Con la distruzione delle sei case, 57 persone sono state sfollate: i figli, le nuore, la moglie e i nipoti di Mazen e tutti i suoi parenti, così la loro ‘casa’ è diventata la terra aperta, con gli aiuti umanitari che sono arrivati solo dopo la fine dell’aggressione, durata 23 giorni.

Egli ha sottolineato che l’agenzia delle Nazioni Unite Unrwa ha inviato una tenda di stoffa ed alcuni viveri che non bastano nemmeno per due giorni, così lui e i suoi familiari sono rimasti in queste condizioni fino ad ora, a un anno dalla fine dell’aggressione israeliana, in una tenda che non protegge né dal caldo né dal freddo, vivendo di aiuti (cibo e acqua) offerti dai vicini.

La prima casa di fango

Dopo un intero anno dalla fine dell’aggressione e col divieto imposto dalle forze di occupazione israeliane di far entrare i materiali da costruzione nella Striscia di Gaza per ricostruire le case palestinesi distrutte, l'Unrwa ha costruito una casa d'argilla – la prima del suo genere nella Striscia di Gaza – nel quadro di un progetto avviato per cercare di superare la crisi derivante dal divieto d’ingresso dei materiali da costruzione nella Striscia di Gaza.
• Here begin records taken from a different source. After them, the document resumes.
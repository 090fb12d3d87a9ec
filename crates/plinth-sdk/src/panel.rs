// Copyright 2025 eraflo
//
// Licensed under the Apache License, Version 2.0 (the "License");
// you may not use this file except in compliance with the License.
// You may obtain a copy of the License at
//
//     http://www.apache.org/licenses/LICENSE-2.0
//
// Unless required by applicable law or agreed to in writing, software
// distributed under the License is distributed on an "AS IS" BASIS,
// WITHOUT WARRANTIES OR CONDITIONS OF ANY KIND, either express or implied.
// See the License for the specific language governing permissions and
// limitations under the License.

//! The debug panel.
//!
//! The panel draws a copy of [`DebugParameters`] and reports every value the
//! user changed as a [`DebugEdit`]. It never touches the world directly.

use egui::{ComboBox, Context, Slider, SliderClamping};
use plinth_agents::{DebugEdit, DebugParameters, ParamRange};
use plinth_core::renderer::ToneMapping;
use plinth_telemetry::FrameSnapshot;

/// Title of the panel window.
pub const PANEL_TITLE: &str = "Debug";

/// One slider of the panel.
struct SliderRow {
    label: &'static str,
    range: ParamRange,
    field: fn(&mut DebugParameters) -> &mut f32,
    edit: fn(f32) -> DebugEdit,
}

/// The sliders in panel order. Rotation only appears once there is a model
/// to rotate.
fn slider_rows(model_loaded: bool) -> Vec<SliderRow> {
    let mut rows = vec![SliderRow {
        label: "Env map intensity",
        range: DebugParameters::ENV_MAP_INTENSITY,
        field: |p| &mut p.env_map_intensity,
        edit: DebugEdit::EnvMapIntensity,
    }];
    if model_loaded {
        rows.push(SliderRow {
            label: "Rotation",
            range: DebugParameters::MODEL_YAW,
            field: |p| &mut p.model_yaw,
            edit: DebugEdit::ModelYaw,
        });
    }
    rows.extend([
        SliderRow {
            label: "Light intensity",
            range: DebugParameters::LIGHT_INTENSITY,
            field: |p| &mut p.light_intensity,
            edit: DebugEdit::LightIntensity,
        },
        SliderRow {
            label: "Light X",
            range: DebugParameters::LIGHT_POSITION,
            field: |p| &mut p.light_x,
            edit: DebugEdit::LightX,
        },
        SliderRow {
            label: "Light Y",
            range: DebugParameters::LIGHT_POSITION,
            field: |p| &mut p.light_y,
            edit: DebugEdit::LightY,
        },
        SliderRow {
            label: "Light Z",
            range: DebugParameters::LIGHT_POSITION,
            field: |p| &mut p.light_z,
            edit: DebugEdit::LightZ,
        },
    ]);
    rows
}

/// Draws the panel if it is visible and returns the edits the user made
/// this frame.
pub fn show_debug_panel(
    ctx: &Context,
    params: &DebugParameters,
    model_loaded: bool,
    stats: FrameSnapshot,
) -> Vec<DebugEdit> {
    if !params.visible {
        return Vec::new();
    }

    let mut values = *params;
    let mut edits = Vec::new();
    egui::Window::new(PANEL_TITLE)
        .resizable(false)
        .default_open(true)
        .show(ctx, |ui| {
            ui.label(format!("{:.1} fps ({:.2} ms)", stats.fps, stats.frame_time_ms));
            ui.separator();

            for row in slider_rows(model_loaded) {
                // Clamping only on edits keeps drawing from snapping the
                // current value to the step grid.
                let slider = Slider::new((row.field)(&mut values), row.range.min..=row.range.max)
                    .step_by(row.range.step as f64)
                    .clamping(SliderClamping::Edits)
                    .text(row.label);
                if ui.add(slider).changed() {
                    edits.push((row.edit)(*(row.field)(&mut values)));
                }
            }

            ComboBox::from_label("Tone mapping")
                .selected_text(values.tone_mapping.label())
                .show_ui(ui, |ui| {
                    for mode in ToneMapping::ALL {
                        if ui
                            .selectable_value(&mut values.tone_mapping, mode, mode.label())
                            .changed()
                        {
                            edits.push(DebugEdit::ToneMapping(mode));
                        }
                    }
                });
        });
    edits
}

#[cfg(test)]
mod tests {
    use super::*;

    fn run_panel(params: &DebugParameters, model_loaded: bool) -> Option<Vec<DebugEdit>> {
        let ctx = Context::default();
        let mut edits = None;
        // Two passes: egui sizes windows on the first one.
        for _ in 0..2 {
            let _ = ctx.run(egui::RawInput::default(), |ctx| {
                edits = Some(show_debug_panel(ctx, params, model_loaded, FrameSnapshot::default()));
            });
        }
        edits
    }

    fn labels(model_loaded: bool) -> Vec<&'static str> {
        slider_rows(model_loaded).iter().map(|row| row.label).collect()
    }

    #[test]
    fn rotation_slider_waits_for_the_model() {
        assert_eq!(
            labels(false),
            ["Env map intensity", "Light intensity", "Light X", "Light Y", "Light Z"]
        );
        assert_eq!(
            labels(true),
            ["Env map intensity", "Rotation", "Light intensity", "Light X", "Light Y", "Light Z"]
        );
    }

    #[test]
    fn rows_write_the_matching_field() {
        let mut params = DebugParameters::default();
        for (i, row) in slider_rows(true).iter().enumerate() {
            *(row.field)(&mut params) = i as f32;
        }
        assert_eq!(params.env_map_intensity, 0.0);
        assert_eq!(params.model_yaw, 1.0);
        assert_eq!(params.light_intensity, 2.0);
        assert_eq!((params.light_x, params.light_y, params.light_z), (3.0, 4.0, 5.0));
        assert_eq!((slider_rows(true)[4].edit)(7.0), DebugEdit::LightY(7.0));
    }

    #[test]
    fn drawing_off_grid_values_is_not_an_edit() {
        let params = DebugParameters {
            visible: true,
            model_yaw: std::f32::consts::FRAC_PI_2,
            light_intensity: 3.000_000_2,
            light_x: 26.740_004,
            light_y: -24.203_999,
            ..DebugParameters::default()
        };
        assert_eq!(run_panel(&params, true), Some(Vec::new()));
        assert_eq!(run_panel(&params, false), Some(Vec::new()));
    }

    #[test]
    fn hidden_panel_draws_nothing() {
        let params = DebugParameters::default();
        assert!(!params.visible);
        assert_eq!(run_panel(&params, true), Some(Vec::new()));
    }
}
Mazen è ‘fortunato’: la prima casa di fango costruita dall’Unrwa è sua, così può viverci insieme agli otto membri della sua famiglia; la casa è di 60 metri quadrati, con due stanze piccole, un bagno e una cucina dove non riescono a starci due persone contemporaneamente, per non parlare del fatto che la casa gli è stata consegnata vuota.

Nonostante abbia ricevuto una casa, Mazen è ancora molto triste, poiché non ha i soldi per comprare nemmeno un pasto al giorno, dato che è disoccupato: “La mia famiglia ha bisogno di tre pasti al giorno, ma ora mangiamo una sola volta”.

E aggiunge: “Dall’Unrwa ci veniva dato un pacco di pane al giorno, che ci bastava un giorno intero, e anche i vicini ci davano qualche pasto, ma dopo aver ricevuto la casa di fango non riceviamo più il pacco di pane dell’Unrwa”.

Richieste d’aiuto

Athamneh ha invitato le istituzioni internazionali e umanitarie nel mondo intero a considerare la loro situazione, a fare pressioni sugli occupanti israeliani affinché tolgano l'assedio imposto su di loro, e affinché venga assicurata l'assistenza da parte delle istituzioni internazionali e del governo nella Striscia di Gaza nella ricostruzione delle loro case, in modo che tornino abitabili.

Anche se la casa ricevuta dall'Unrwa, che potrà durare cinque anni, è sognata da molte famiglie che vivono nelle sue stesse condizioni, la realtà resta difficile.

Mazen, i suoi figli e le famiglie che vivono nelle tende, dopo la distruzione delle loro case da parte di Israele chiedono la ricostruzione delle loro case e un lavoro al posto di quello perso; un aiuto per trovare una fonte di sostentamento.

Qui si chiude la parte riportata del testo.